Listed records:
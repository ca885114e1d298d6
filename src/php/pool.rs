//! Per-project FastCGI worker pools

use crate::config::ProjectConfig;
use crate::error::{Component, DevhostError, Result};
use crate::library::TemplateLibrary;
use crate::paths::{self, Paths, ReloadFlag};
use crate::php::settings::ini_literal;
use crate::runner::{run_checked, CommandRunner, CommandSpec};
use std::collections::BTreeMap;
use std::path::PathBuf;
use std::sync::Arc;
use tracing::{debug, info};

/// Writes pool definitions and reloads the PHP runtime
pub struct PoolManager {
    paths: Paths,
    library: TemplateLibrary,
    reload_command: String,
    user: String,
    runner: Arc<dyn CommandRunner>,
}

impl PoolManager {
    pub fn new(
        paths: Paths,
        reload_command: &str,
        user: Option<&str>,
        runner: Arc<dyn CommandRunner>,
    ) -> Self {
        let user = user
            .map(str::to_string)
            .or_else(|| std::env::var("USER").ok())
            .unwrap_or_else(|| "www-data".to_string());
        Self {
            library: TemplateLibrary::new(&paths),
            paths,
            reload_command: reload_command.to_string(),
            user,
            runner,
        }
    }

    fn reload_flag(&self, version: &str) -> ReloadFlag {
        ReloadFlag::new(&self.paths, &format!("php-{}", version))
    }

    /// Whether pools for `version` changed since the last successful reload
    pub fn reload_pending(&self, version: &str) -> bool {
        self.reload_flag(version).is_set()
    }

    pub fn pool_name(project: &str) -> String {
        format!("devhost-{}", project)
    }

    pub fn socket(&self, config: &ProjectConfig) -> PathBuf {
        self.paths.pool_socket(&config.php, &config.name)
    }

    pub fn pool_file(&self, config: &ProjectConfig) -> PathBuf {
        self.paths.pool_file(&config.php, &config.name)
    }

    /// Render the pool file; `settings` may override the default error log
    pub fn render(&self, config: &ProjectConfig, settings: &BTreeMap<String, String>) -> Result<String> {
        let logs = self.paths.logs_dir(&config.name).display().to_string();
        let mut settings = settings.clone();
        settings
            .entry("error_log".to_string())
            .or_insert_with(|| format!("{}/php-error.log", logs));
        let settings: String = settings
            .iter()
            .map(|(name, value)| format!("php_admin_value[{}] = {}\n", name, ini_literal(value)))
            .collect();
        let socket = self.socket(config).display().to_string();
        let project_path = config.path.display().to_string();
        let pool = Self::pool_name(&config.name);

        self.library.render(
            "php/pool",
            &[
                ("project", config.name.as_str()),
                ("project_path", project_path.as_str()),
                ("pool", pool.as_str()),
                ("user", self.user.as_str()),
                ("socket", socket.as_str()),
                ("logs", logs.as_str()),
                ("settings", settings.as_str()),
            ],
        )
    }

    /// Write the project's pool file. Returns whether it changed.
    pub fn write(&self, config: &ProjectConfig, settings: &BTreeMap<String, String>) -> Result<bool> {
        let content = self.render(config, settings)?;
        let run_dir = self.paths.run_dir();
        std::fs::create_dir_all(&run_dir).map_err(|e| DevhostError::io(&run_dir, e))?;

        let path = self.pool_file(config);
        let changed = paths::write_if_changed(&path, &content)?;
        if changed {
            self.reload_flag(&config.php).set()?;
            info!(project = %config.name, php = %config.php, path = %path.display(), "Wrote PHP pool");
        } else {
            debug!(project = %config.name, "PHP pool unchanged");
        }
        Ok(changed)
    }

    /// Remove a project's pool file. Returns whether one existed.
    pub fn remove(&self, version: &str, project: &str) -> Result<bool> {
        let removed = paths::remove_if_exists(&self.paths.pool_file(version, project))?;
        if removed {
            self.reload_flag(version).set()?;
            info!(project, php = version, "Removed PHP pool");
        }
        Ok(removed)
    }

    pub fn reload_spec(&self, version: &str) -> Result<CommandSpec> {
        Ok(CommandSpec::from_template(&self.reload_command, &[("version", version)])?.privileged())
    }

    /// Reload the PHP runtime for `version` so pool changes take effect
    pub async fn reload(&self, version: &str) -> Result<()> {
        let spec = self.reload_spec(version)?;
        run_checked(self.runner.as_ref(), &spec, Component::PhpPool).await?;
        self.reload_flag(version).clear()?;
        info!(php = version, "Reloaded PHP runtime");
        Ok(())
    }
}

Assignment: Whenever a line in the records contains the word "display", copy that line.

Answer to this exercise:
        let logs = self.paths.logs_dir(&config.name).display().to_string();
        let socket = self.socket(config).display().to_string();
        let project_path = config.path.display().to_string();
            info!(project = %config.name, php = %config.php, path = %path.display(), "Wrote PHP pool");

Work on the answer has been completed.